### Assigned task
Among the entries that follow, find the lines holding "dribbble" and say how many there are, with no other words.
── Supplied entries ──
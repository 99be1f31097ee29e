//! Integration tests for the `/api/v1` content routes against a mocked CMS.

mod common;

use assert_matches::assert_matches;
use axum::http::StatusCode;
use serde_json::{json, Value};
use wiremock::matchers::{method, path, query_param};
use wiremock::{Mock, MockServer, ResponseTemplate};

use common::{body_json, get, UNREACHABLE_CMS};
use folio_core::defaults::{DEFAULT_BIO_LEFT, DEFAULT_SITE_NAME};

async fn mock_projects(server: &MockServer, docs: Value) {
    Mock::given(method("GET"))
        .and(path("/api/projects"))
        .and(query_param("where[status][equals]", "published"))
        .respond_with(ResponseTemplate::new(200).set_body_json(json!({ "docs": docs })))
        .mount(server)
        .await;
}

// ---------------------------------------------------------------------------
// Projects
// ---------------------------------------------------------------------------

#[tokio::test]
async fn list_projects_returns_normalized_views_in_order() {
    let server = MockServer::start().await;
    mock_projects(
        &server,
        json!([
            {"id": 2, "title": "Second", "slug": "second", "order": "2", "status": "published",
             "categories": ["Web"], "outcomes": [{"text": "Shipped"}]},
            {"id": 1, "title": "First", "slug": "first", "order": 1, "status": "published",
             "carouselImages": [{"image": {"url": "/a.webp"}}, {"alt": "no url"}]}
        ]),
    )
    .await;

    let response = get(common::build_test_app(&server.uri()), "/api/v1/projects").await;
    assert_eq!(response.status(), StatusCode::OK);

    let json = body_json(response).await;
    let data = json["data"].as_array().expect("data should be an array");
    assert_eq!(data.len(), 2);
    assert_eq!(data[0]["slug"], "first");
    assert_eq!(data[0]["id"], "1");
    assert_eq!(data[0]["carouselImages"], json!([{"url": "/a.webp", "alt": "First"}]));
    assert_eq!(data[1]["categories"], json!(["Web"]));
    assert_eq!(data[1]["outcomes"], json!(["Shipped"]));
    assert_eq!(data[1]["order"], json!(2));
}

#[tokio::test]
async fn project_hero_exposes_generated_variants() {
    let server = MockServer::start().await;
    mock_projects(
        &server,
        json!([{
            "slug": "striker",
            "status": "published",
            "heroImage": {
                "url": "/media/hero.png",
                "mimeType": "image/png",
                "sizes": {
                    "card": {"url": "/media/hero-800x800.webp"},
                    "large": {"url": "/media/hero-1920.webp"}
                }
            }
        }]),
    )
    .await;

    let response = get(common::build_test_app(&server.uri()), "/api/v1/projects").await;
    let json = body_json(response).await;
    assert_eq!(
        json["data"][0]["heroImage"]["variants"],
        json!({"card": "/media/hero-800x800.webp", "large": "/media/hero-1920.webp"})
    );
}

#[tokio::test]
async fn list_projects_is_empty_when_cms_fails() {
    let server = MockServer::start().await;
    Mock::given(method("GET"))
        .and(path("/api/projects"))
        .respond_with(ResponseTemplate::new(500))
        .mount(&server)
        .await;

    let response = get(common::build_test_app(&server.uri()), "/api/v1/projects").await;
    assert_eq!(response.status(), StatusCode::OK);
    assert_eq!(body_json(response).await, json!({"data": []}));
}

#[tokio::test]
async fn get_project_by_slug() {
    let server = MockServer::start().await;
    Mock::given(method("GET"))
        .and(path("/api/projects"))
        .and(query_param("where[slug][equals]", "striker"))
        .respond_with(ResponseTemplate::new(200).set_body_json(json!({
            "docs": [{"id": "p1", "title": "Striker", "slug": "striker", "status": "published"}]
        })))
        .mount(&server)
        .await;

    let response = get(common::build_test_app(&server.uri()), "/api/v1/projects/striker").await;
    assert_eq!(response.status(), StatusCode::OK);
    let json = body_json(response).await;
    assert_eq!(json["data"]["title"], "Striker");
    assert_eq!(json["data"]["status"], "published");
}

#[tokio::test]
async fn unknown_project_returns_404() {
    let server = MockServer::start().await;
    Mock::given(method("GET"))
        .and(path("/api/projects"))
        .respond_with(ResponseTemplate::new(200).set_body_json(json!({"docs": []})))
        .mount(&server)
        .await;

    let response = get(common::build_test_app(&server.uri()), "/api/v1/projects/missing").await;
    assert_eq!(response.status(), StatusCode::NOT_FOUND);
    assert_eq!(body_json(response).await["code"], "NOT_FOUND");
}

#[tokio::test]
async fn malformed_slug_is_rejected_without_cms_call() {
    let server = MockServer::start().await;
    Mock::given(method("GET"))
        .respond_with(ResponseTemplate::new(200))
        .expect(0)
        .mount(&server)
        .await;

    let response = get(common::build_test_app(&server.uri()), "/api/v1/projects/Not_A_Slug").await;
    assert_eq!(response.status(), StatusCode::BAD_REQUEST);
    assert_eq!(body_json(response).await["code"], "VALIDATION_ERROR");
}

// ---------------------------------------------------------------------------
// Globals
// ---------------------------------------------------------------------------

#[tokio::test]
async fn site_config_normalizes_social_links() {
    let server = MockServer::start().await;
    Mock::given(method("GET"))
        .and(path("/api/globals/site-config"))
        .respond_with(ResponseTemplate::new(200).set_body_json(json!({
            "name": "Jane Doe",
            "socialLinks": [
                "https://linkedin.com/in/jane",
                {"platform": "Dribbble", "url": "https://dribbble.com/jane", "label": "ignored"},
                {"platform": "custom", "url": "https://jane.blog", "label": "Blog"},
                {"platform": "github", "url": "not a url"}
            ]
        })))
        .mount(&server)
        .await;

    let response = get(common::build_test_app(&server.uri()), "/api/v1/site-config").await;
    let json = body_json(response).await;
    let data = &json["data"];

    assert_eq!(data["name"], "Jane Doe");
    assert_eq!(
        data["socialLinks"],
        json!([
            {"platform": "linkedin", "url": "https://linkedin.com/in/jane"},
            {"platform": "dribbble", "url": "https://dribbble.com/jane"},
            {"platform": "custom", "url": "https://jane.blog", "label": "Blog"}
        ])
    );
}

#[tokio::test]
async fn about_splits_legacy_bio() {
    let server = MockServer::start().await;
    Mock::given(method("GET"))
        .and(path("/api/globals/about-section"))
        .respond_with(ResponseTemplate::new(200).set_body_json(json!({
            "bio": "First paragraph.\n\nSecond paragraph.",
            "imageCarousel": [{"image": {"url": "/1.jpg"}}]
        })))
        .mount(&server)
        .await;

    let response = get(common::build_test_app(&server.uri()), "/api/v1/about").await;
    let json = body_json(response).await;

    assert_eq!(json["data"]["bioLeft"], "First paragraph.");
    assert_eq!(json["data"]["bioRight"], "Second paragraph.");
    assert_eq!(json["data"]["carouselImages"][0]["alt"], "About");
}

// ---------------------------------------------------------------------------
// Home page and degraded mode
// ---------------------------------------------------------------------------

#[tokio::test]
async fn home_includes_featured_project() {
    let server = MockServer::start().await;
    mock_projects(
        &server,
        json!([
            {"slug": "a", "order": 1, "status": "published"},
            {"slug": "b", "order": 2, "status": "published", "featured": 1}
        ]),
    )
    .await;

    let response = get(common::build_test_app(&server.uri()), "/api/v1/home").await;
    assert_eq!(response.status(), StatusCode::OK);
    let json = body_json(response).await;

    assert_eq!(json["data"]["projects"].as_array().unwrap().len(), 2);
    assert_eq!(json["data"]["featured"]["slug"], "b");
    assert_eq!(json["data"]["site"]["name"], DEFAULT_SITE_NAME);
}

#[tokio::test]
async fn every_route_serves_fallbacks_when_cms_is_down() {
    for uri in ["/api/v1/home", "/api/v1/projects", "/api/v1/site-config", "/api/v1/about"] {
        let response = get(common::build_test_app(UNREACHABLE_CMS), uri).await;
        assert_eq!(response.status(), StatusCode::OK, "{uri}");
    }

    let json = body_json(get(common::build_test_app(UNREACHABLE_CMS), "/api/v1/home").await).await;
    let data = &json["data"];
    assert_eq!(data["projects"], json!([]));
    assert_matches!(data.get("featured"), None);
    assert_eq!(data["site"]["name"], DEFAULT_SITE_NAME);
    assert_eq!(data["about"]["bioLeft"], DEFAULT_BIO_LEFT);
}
───
### Response
2